LA FARGE - It didn’t seem possible the morning of Thursday, May 16 when the news of another manure spill from the Wild Rose Dairy started to bubble up on social media. However, the sight that greeted my eyes upon arrival on the scene, of DNR Fisheries Biologist Kirk Olson with a bucket of dead trout, confirmed that it had indeed happened again.

Olson collects fish
DNR FISHERIES BIOLO-GIST for Vernon and Crawford counties, Kirk Olson, is on the scene of the latest Wild Rose Dairy manure spill into Otter Creek, collecting dead fish.

The most recent incident occurred only 19 months after the October 2017 spill that put an estimated 30,000 gallons of manure into the Otter Creek Watershed in rural LaFarge, and left 1,300 trout dead. The dairy did not report that incident until 24 hours after the spill. 

Although the DNR released their final report on that incident and turned it over to the Wisconsin Department of Justice (DOJ) on November 14, 2017, the DOJ still has taken no enforcement action regarding the incident. Further, the dairy’s Wisconsin Pollution Discharge Elimination System permit (WPDES) has been expired since 2015.

This time, an estimated 10,000 gallons of manure spilled out of a split hose. An alarm system in the tractor alerted the manure application operator that there was a leak, and pumping was shut off. The dairy notified the DNR of the spill at the spill hotline within 10 minutes of the incident, according to DNR Spill Coordinator Patrick Collins. Dairy staff immediately began operations to prevent the manure from reaching the creek. Preliminary reports indicate that the spill killed at least 400 fish.

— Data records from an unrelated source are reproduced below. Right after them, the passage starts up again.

//! crates/logging-sink/src/log_file.rs
//! Append-mode file destination.

use std::fs::{File, OpenOptions};
use std::io::{self, Write};
use std::path::{Path, PathBuf};

/// Permission bits applied when the log file is created.
#[cfg(unix)]
const LOG_FILE_MODE: u32 = 0o660;

/// A log file opened for appending.
///
/// The file is opened read-write with `O_APPEND`, so every write lands at the
/// end of the file even when other processes append to it concurrently.
/// Missing files are created; existing content is never truncated.
#[derive(Debug)]
pub struct LogFile {
    path: PathBuf,
    file: File,
}

impl LogFile {
    /// Opens `path` for appending, creating it when absent.
    pub fn open_append(path: impl Into<PathBuf>) -> io::Result<Self> {
        let path = path.into();
        let mut options = OpenOptions::new();
        options.read(true).append(true).create(true);
        #[cfg(unix)]
        {
            use std::os::unix::fs::OpenOptionsExt;
            options.mode(LOG_FILE_MODE);
        }
        let file = options.open(&path)?;
        Ok(Self { path, file })
    }

    /// Returns the path the file was opened from.
    #[must_use]
    pub fn path(&self) -> &Path {
        &self.path
    }
}

impl Write for LogFile {
    fn write(&mut self, buf: &[u8]) -> io::Result<usize> {
        self.file.write(buf)
    }

    fn write_all(&mut self, buf: &[u8]) -> io::Result<()> {
        self.file.write_all(buf)
    }

    fn flush(&mut self) -> io::Result<()> {
        self.file.flush()
    }
}

#[cfg(test)]
mod tests {
    use super::*;
    use std::fs;
    use test_support::LogDir;

    #[test]
    fn creates_missing_file() {
        let dir = LogDir::new();
        let path = dir.file("fresh.log");

        let file = LogFile::open_append(&path).expect("open succeeds");

        assert!(path.is_file());
        assert_eq!(file.path(), path.as_path());
    }

    #[test]
    fn appends_without_truncating() {
        let dir = LogDir::new();
        let path = dir.file("existing.log");
        fs::write(&path, "first\n").expect("seed file");

        let mut file = LogFile::open_append(&path).expect("open succeeds");
        file.write_all(b"second\n").expect("write succeeds");
        drop(file);

        assert_eq!(fs::read_to_string(&path).expect("read"), "first\nsecond\n");
    }

    #[test]
    fn rejects_directories() {
        let dir = LogDir::new();
        assert!(LogFile::open_append(dir.path()).is_err());
    }

    #[cfg(unix)]
    #[test]
    fn new_files_are_not_world_readable() {
        use std::os::unix::fs::PermissionsExt;

        let dir = LogDir::new();
        let path = dir.file("mode.log");
        LogFile::open_append(&path).expect("open succeeds");

        let mode = fs::metadata(&path).expect("stat").permissions().mode();
        assert_eq!(mode & 0o007, 0);
    }
}
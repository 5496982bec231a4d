//! crates/logging/src/format.rs
//! Line layout for verbose and quiet output.

use crate::levels::Severity;
use crate::part::Part;

/// Renders the text of one log line, without timestamp or terminator.
///
/// Verbose layout (`quiet == false`):
///
/// - leading text part: `[LEVEL] (component) <label> <rest...>`
/// - otherwise: `[LEVEL] (component) <parts...>`
///
/// Quiet layout drops the component. [`Severity::Error`] and
/// [`Severity::Warning`] keep their bare name (`LEVEL <parts...>`); status and
/// debug lines carry the parts alone.
///
/// Parts are separated by single spaces. The label keeps its slot even when it
/// is empty, so `("", 42)` renders with two spaces before `42`.
///
/// # Examples
///
/// ```
/// use levellog::{Part, Severity, format_line};
///
/// let parts = [Part::from("conn lost"), Part::from(42)];
/// assert_eq!(
///     format_line(Severity::Warning, false, "Net", &parts),
///     "[WARNING] (Net) conn lost 42"
/// );
/// assert_eq!(
///     format_line(Severity::Warning, true, "Net", &parts),
///     "WARNING conn lost 42"
/// );
/// ```
#[must_use]
pub fn format_line(severity: Severity, quiet: bool, component: &str, parts: &[Part]) -> String {
    let (label, body) = match parts.split_first() {
        Some((first, rest)) if first.is_text() => (Some(first), rest),
        _ => (None, parts),
    };

    let mut line = String::new();
    let mut separate = if quiet {
        if severity.is_urgent() {
            line.push_str(severity.name());
            true
        } else {
            false
        }
    } else {
        line.push('[');
        line.push_str(severity.name());
        line.push_str("] (");
        line.push_str(component);
        line.push(')');
        true
    };

    if let Some(label) = label {
        if separate {
            line.push(' ');
        }
        line.push_str(label.as_str());
        separate = true;
    }

    for part in body {
        if separate {
            line.push(' ');
        }
        line.push_str(part.as_str());
        separate = true;
    }

    line
}
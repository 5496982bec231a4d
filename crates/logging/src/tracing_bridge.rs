//! crates/logging/src/tracing_bridge.rs
//! Bridge from the tracing crate into a [`LevelLogger`].
//!
//! [`LevelLoggerLayer`] is a tracing-subscriber layer that renders each event
//! through a [`LevelLogger`], so code instrumented with the standard tracing
//! macros shares the logger's threshold, quiet mode and destination.
//!
//! # Mapping
//!
//! - `ERROR` → [`Severity::Error`], `WARN` → [`Severity::Warning`],
//!   `INFO` → [`Severity::Status`], `DEBUG`/`TRACE` → [`Severity::Debug`]
//! - the event target becomes the component
//! - the `message` field becomes the leading text part
//! - every other field becomes a `name=value` part
//!
//! # Usage
//!
//! ```rust,ignore
//! use levellog::init_tracing;
//!
//! init_tracing(levellog::global_handle());
//! tracing::warn!(target: "Net", retries = 3, "conn lost");
//! ```

use std::fmt::{self, Write as _};
use std::sync::Arc;

use tracing::field::{Field, Visit};
use tracing::{Event, Level, Subscriber};
use tracing_subscriber::layer::{Context, Layer};
use tracing_subscriber::registry::LookupSpan;

use crate::levels::Severity;
use crate::logger::LevelLogger;
use crate::part::Part;

/// A tracing layer that writes events through a [`LevelLogger`].
pub struct LevelLoggerLayer {
    logger: Arc<LevelLogger>,
}

impl LevelLoggerLayer {
    /// Creates a layer forwarding into `logger`.
    #[must_use]
    pub const fn new(logger: Arc<LevelLogger>) -> Self {
        Self { logger }
    }

    /// Map a tracing level to a severity.
    const fn severity_for(level: &Level) -> Severity {
        match *level {
            Level::ERROR => Severity::Error,
            Level::WARN => Severity::Warning,
            Level::INFO => Severity::Status,
            Level::DEBUG | Level::TRACE => Severity::Debug,
        }
    }
}

impl<S> Layer<S> for LevelLoggerLayer
where
    S: Subscriber + for<'a> LookupSpan<'a>,
{
    fn on_event(&self, event: &Event<'_>, _ctx: Context<'_, S>) {
        let metadata = event.metadata();
        let severity = Self::severity_for(metadata.level());
        if !self.logger.enabled(severity) {
            return;
        }

        let mut visitor = PartVisitor::default();
        event.record(&mut visitor);
        self.logger
            .log(severity, metadata.target(), &visitor.into_parts());
    }
}

/// Collects event fields into message parts.
#[derive(Default)]
struct PartVisitor {
    message: Option<String>,
    fields: Vec<Part>,
}

impl PartVisitor {
    fn into_parts(self) -> Vec<Part> {
        let mut parts = Vec::with_capacity(self.fields.len() + 1);
        if let Some(message) = self.message {
            parts.push(Part::Text(message));
        }
        parts.extend(self.fields);
        parts
    }

    fn push_field(&mut self, field: &Field, value: fmt::Arguments<'_>) {
        let mut rendered = String::new();
        let _ = write!(rendered, "{}={value}", field.name());
        self.fields.push(Part::Value(rendered));
    }
}

impl Visit for PartVisitor {
    fn record_debug(&mut self, field: &Field, value: &dyn fmt::Debug) {
        if field.name() == "message" {
            self.message = Some(format!("{value:?}"));
        } else {
            self.push_field(field, format_args!("{value:?}"));
        }
    }

    fn record_str(&mut self, field: &Field, value: &str) {
        if field.name() == "message" {
            self.message = Some(value.to_owned());
        } else {
            self.push_field(field, format_args!("{value}"));
        }
    }
}

/// Installs a global tracing subscriber that forwards into `logger`.
pub fn init_tracing(logger: Arc<LevelLogger>) {
    use tracing_subscriber::layer::SubscriberExt;
    use tracing_subscriber::util::SubscriberInitExt;

    tracing_subscriber::registry()
        .with(LevelLoggerLayer::new(logger))
        .init();
}

/// Installs a global tracing subscriber combining `filter` with the logger bridge.
///
/// # Example
///
/// ```rust,ignore
/// use levellog::init_tracing_with_filter;
/// use tracing_subscriber::filter::LevelFilter;
///
/// init_tracing_with_filter(levellog::global_handle(), LevelFilter::WARN);
/// ```
pub fn init_tracing_with_filter<F>(logger: Arc<LevelLogger>, filter: F)
where
    F: Layer<tracing_subscriber::Registry> + Send + Sync + 'static,
{
    use tracing_subscriber::layer::SubscriberExt;
    use tracing_subscriber::util::SubscriberInitExt;

    tracing_subscriber::registry()
        .with(filter)
        .with(LevelLoggerLayer::new(logger))
        .init();
}
//! crates/logging/src/logger.rs
//! The severity-filtered logger and its sink selection.

use std::fmt;
use std::fs;
use std::io::{self, Write};
use std::path::{Path, PathBuf};
use std::sync::{Mutex, MutexGuard, PoisonError};

use levellog_sink::{LogFile, MessageSink, TimestampMode};

use crate::config::LoggerConfig;
use crate::error::LogFileError;
use crate::format::format_line;
use crate::levels::Severity;
use crate::part::Part;

/// Component used for the logger's own diagnostics.
pub const LOGGER_COMPONENT: &str = "Logger";

/// Component used when a log file path is rejected.
pub const SET_LOG_FILE_COMPONENT: &str = "log.SetLogFile";

type Console = Box<dyn Write + Send>;

/// Severity-filtered logger writing to standard output or a log file.
///
/// All state lives behind one mutex. Each logging call takes the lock, reads
/// the threshold and quiet flag, renders its line and writes it before
/// releasing, so concurrent lines never interleave and a call never observes
/// a half-applied configuration.
///
/// Logging calls cannot fail: write errors are dropped.
///
/// # Examples
///
/// ```
/// use levellog::{LevelLogger, Part, Severity};
///
/// let logger = LevelLogger::with_console(Vec::<u8>::new());
/// logger.set_log_level(Severity::Debug);
/// logger.debug("Net", &[Part::from("handshake"), Part::from(3)]);
/// assert_eq!(logger.threshold(), Severity::Debug);
/// ```
pub struct LevelLogger {
    state: Mutex<LoggerState>,
}

struct LoggerState {
    threshold: Severity,
    quiet: bool,
    console: MessageSink<Console>,
    file: Option<MessageSink<LogFile>>,
}

impl LoggerState {
    fn emit(&mut self, severity: Severity, component: &str, parts: &[Part]) {
        if !self.threshold.allows(severity) {
            return;
        }
        let line = format_line(severity, self.quiet, component, parts);
        let _ = self.write_line(&line);
    }

    fn emit_ordinal(&mut self, ordinal: i32, component: &str, parts: &[Part]) {
        if ordinal > self.threshold.ordinal() {
            return;
        }
        let severity = Severity::from_ordinal(ordinal).unwrap_or_else(|| {
            self.emit(
                Severity::Warning,
                LOGGER_COMPONENT,
                &[Part::text("called with invalid level"), Part::from(ordinal)],
            );
            Severity::Error
        });
        self.emit(severity, component, parts);
    }

    fn write_line(&mut self, line: &str) -> io::Result<()> {
        match self.file.as_mut() {
            Some(file) => file.write_line(line),
            None => self.console.write_line(line),
        }
    }
}

impl LevelLogger {
    /// Creates a logger writing timestamped lines to standard output.
    #[must_use]
    pub fn new() -> Self {
        Self::with_console(io::stdout())
    }

    /// Creates a logger that treats `console` as its standard output.
    ///
    /// The console receives log lines until a log file is configured, and
    /// always receives the confirmation printed when a log file is selected.
    #[must_use]
    pub fn with_console<W>(console: W) -> Self
    where
        W: Write + Send + 'static,
    {
        let console: Console = Box::new(console);
        Self {
            state: Mutex::new(LoggerState {
                threshold: Severity::default(),
                quiet: false,
                console: MessageSink::new(console),
                file: None,
            }),
        }
    }

    /// Creates a standard-output logger and applies `config` to it.
    pub fn from_config(config: &LoggerConfig) -> Result<Self, LogFileError> {
        let logger = Self::new();
        logger.apply_config(config)?;
        Ok(logger)
    }

    /// Applies every field of `config`.
    ///
    /// The log file, when present, is validated and opened like
    /// [`try_set_log_file`](Self::try_set_log_file); its error is returned
    /// instead of aborting.
    pub fn apply_config(&self, config: &LoggerConfig) -> Result<(), LogFileError> {
        self.set_log_level(config.threshold);
        self.set_quiet(config.quiet);
        if let Some(path) = &config.log_file {
            self.try_set_log_file(path)?;
        }
        Ok(())
    }

    /// Returns a snapshot of the current configuration.
    #[must_use]
    pub fn config(&self) -> LoggerConfig {
        let state = self.lock();
        LoggerConfig {
            threshold: state.threshold,
            quiet: state.quiet,
            log_file: state
                .file
                .as_ref()
                .map(|file| file.get_ref().path().to_path_buf()),
        }
    }

    /// Returns the current threshold.
    #[must_use]
    pub fn threshold(&self) -> Severity {
        self.lock().threshold
    }

    /// Reports whether quiet mode is active.
    #[must_use]
    pub fn is_quiet(&self) -> bool {
        self.lock().quiet
    }

    /// Returns the active log file, if any.
    #[must_use]
    pub fn log_file(&self) -> Option<PathBuf> {
        self.config().log_file
    }

    /// Reports whether a call at `severity` would be emitted.
    #[must_use]
    pub fn enabled(&self, severity: Severity) -> bool {
        self.lock().threshold.allows(severity)
    }

    /// Sets the threshold.
    pub fn set_log_level(&self, threshold: Severity) {
        self.lock().threshold = threshold;
    }

    /// Sets the threshold from a raw ordinal.
    ///
    /// Unknown ordinals leave the threshold unchanged and emit one warning
    /// through the current configuration.
    pub fn set_log_level_ordinal(&self, ordinal: i32) {
        let mut state = self.lock();
        match Severity::from_ordinal(ordinal) {
            Some(threshold) => state.threshold = threshold,
            None => state.emit(
                Severity::Warning,
                LOGGER_COMPONENT,
                &[
                    Part::text("someone tried to set invalid log level"),
                    Part::from(ordinal),
                ],
            ),
        }
    }

    /// Toggles quiet mode.
    ///
    /// Standard output follows the flag: quiet lines carry no timestamp. A log
    /// file keeps its timestamps either way.
    pub fn set_quiet(&self, quiet: bool) {
        let mut state = self.lock();
        state.quiet = quiet;
        state.console.set_timestamp_mode(TimestampMode::from(!quiet));
    }

    /// Redirects output to `path`, returning the resolved absolute path.
    ///
    /// Fatal failures ([`LogFileError::is_fatal`]) are logged at
    /// [`Severity::Error`] before they are returned. An open failure is logged
    /// as a warning; in every failure case the previous destination stays
    /// active. On success `Directing log to <path>.` is written to the console
    /// before the switch.
    pub fn try_set_log_file(&self, path: impl AsRef<Path>) -> Result<PathBuf, LogFileError> {
        let requested = path.as_ref();
        let resolved = match std::path::absolute(requested) {
            Ok(resolved) => resolved,
            Err(source) => {
                return Err(self.reject_log_file(LogFileError::Unresolvable {
                    path: requested.to_path_buf(),
                    source,
                }));
            }
        };

        match fs::metadata(&resolved) {
            Ok(metadata) if metadata.is_dir() => {
                return Err(self.reject_log_file(LogFileError::IsDirectory { path: resolved }));
            }
            Ok(_) => {}
            Err(error) if error.kind() == io::ErrorKind::NotFound => {}
            Err(source) => {
                return Err(self.reject_log_file(LogFileError::Stat {
                    path: resolved,
                    source,
                }));
            }
        }

        match LogFile::open_append(&resolved) {
            Ok(file) => {
                let mut state = self.lock();
                let notice = format!("Directing log to {}.", resolved.display());
                let _ = state.console.write_plain_line(&notice);
                state.file = Some(MessageSink::new(file));
                Ok(resolved)
            }
            Err(source) => {
                self.warn(
                    LOGGER_COMPONENT,
                    &[Part::text("failed to open log file"), Part::from(&resolved)],
                );
                Err(LogFileError::Open {
                    path: resolved,
                    source,
                })
            }
        }
    }

    /// Redirects output to `path`, aborting on an unusable path.
    ///
    /// # Panics
    ///
    /// Panics when the path cannot be resolved, names a directory, or cannot
    /// be inspected. The failure is logged at [`Severity::Error`] first. An
    /// open failure only logs a warning and keeps the previous destination.
    pub fn set_log_file(&self, path: impl AsRef<Path>) {
        if let Err(error) = self.try_set_log_file(path)
            && error.is_fatal()
        {
            panic!("{error}");
        }
    }

    /// Logs at [`Severity::Debug`].
    pub fn debug(&self, component: &str, parts: &[Part]) {
        self.log(Severity::Debug, component, parts);
    }

    /// Logs at [`Severity::Warning`].
    pub fn warn(&self, component: &str, parts: &[Part]) {
        self.log(Severity::Warning, component, parts);
    }

    /// Logs at [`Severity::Error`].
    pub fn error(&self, component: &str, parts: &[Part]) {
        self.log(Severity::Error, component, parts);
    }

    /// Logs at [`Severity::Status`].
    pub fn status(&self, component: &str, parts: &[Part]) {
        self.log(Severity::Status, component, parts);
    }

    /// Logs at `severity`.
    pub fn log(&self, severity: Severity, component: &str, parts: &[Part]) {
        self.lock().emit(severity, component, parts);
    }

    /// Logs at a raw ordinal.
    ///
    /// Ordinals more verbose than the threshold are dropped. Any other
    /// ordinal that does not name a severity is rendered as
    /// [`Severity::Error`], preceded by a warning about the invalid level.
    pub fn log_ordinal(&self, ordinal: i32, component: &str, parts: &[Part]) {
        self.lock().emit_ordinal(ordinal, component, parts);
    }

    fn reject_log_file(&self, error: LogFileError) -> LogFileError {
        self.error(SET_LOG_FILE_COMPONENT, &[Part::text(error.to_string())]);
        error
    }

    fn lock(&self) -> MutexGuard<'_, LoggerState> {
        self.state.lock().unwrap_or_else(PoisonError::into_inner)
    }
}

impl Default for LevelLogger {
    fn default() -> Self {
        Self::new()
    }
}

impl fmt::Debug for LevelLogger {
    fn fmt(&self, f: &mut fmt::Formatter<'_>) -> fmt::Result {
        let config = self.config();
        f.debug_struct("LevelLogger")
            .field("threshold", &config.threshold)
            .field("quiet", &config.quiet)
            .field("log_file", &config.log_file)
            .finish()
    }
}
mod message_sink;

pub use message_sink::MessageSink;
//! crates/logging/src/global.rs
//! Process-wide logger shared by the free functions and macros.

use std::path::{Path, PathBuf};
use std::sync::{Arc, LazyLock};

use crate::error::LogFileError;
use crate::levels::Severity;
use crate::logger::LevelLogger;
use crate::part::Part;

static GLOBAL: LazyLock<Arc<LevelLogger>> = LazyLock::new(|| Arc::new(LevelLogger::new()));

/// Returns the process-wide logger, created on first use with default settings.
pub fn global() -> &'static LevelLogger {
    &GLOBAL
}

/// Returns a shared handle to the process-wide logger.
pub fn global_handle() -> Arc<LevelLogger> {
    Arc::clone(&GLOBAL)
}

/// Logs at [`Severity::Debug`] through the process-wide logger.
pub fn debug(component: &str, parts: &[Part]) {
    global().debug(component, parts);
}

/// Logs at [`Severity::Warning`] through the process-wide logger.
pub fn warn(component: &str, parts: &[Part]) {
    global().warn(component, parts);
}

/// Logs at [`Severity::Error`] through the process-wide logger.
pub fn error(component: &str, parts: &[Part]) {
    global().error(component, parts);
}

/// Logs at [`Severity::Status`] through the process-wide logger.
pub fn status(component: &str, parts: &[Part]) {
    global().status(component, parts);
}

/// Sets the process-wide threshold.
pub fn set_log_level(threshold: Severity) {
    global().set_log_level(threshold);
}

/// Sets the process-wide threshold from a raw ordinal, warning on unknown values.
pub fn set_log_level_ordinal(ordinal: i32) {
    global().set_log_level_ordinal(ordinal);
}

/// Toggles quiet mode on the process-wide logger.
pub fn set_quiet(quiet: bool) {
    global().set_quiet(quiet);
}

/// Redirects the process-wide logger to `path`, aborting on an unusable path.
///
/// # Panics
///
/// See [`LevelLogger::set_log_file`].
pub fn set_log_file(path: impl AsRef<Path>) {
    global().set_log_file(path);
}

/// Redirects the process-wide logger to `path`, returning failures instead of aborting.
pub fn try_set_log_file(path: impl AsRef<Path>) -> Result<PathBuf, LogFileError> {
    global().try_set_log_file(path)
}

#[cfg(test)]
mod tests {
    use super::*;

    #[test]
    fn global_and_handle_share_one_logger() {
        let handle = global_handle();
        assert!(std::ptr::eq(global(), Arc::as_ptr(&handle)));
    }
}
use super::MessageSink;
use crate::timestamp::TimestampMode;

impl<W> MessageSink<W> {
    /// Creates a sink that timestamps each line.
    #[must_use]
    pub fn new(writer: W) -> Self {
        Self::with_timestamps(writer, TimestampMode::Timestamped)
    }

    /// Creates a sink with an explicit [`TimestampMode`].
    #[must_use]
    pub fn with_timestamps(writer: W, timestamps: TimestampMode) -> Self {
        Self {
            writer,
            scratch: String::new(),
            timestamps,
        }
    }

    /// Returns the current [`TimestampMode`].
    #[must_use]
    pub const fn timestamp_mode(&self) -> TimestampMode {
        self.timestamps
    }

    /// Updates the [`TimestampMode`] used for subsequent writes.
    pub fn set_timestamp_mode(&mut self, timestamps: TimestampMode) {
        self.timestamps = timestamps;
    }

    /// Borrows the underlying writer.
    #[must_use]
    pub fn get_ref(&self) -> &W {
        &self.writer
    }

    /// Consumes the sink and returns the wrapped writer.
    #[must_use]
    pub fn into_inner(self) -> W {
        self.writer
    }
}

“Because of the large rainfall that fell overnight on Wednesday, May 15 in to Thursday, May 16, the stream was muddy and our team was having difficulty seeing the fish,” Collins said. “The team has gone out several times, and we will have a final count soon.”

Miles of hoses

Both times, Wild Rose Dairy had contracted with K&D Manure Handling of Sparta. In the October 2017 incident, the manure spilled as a result of the failure of a hose coupling. The manure travelled down a dry wash running along Kirking Road, which intersects County D just above where Otter Creek begins to run above ground. This time, the manure was being pumped through large black hoses called “drag lines” for five miles or more in an area further south on the ridge. 

The hoses began up on Buckeye Ridge where the dairy’s manure storage facility is located; travelled south along the top through their contour-stripped fields to a draw, which runs west down into the Otter Creek Valley, and enters the valley near Allen Lane.
hose on top
WILDROSE DAIRY does a wonderful job with land management, employing contour strips on their farmland on Buckeye Ridge, where manure is applied. Manure applica-tion hoses are run out over the ridgetop to transport manure to application locations.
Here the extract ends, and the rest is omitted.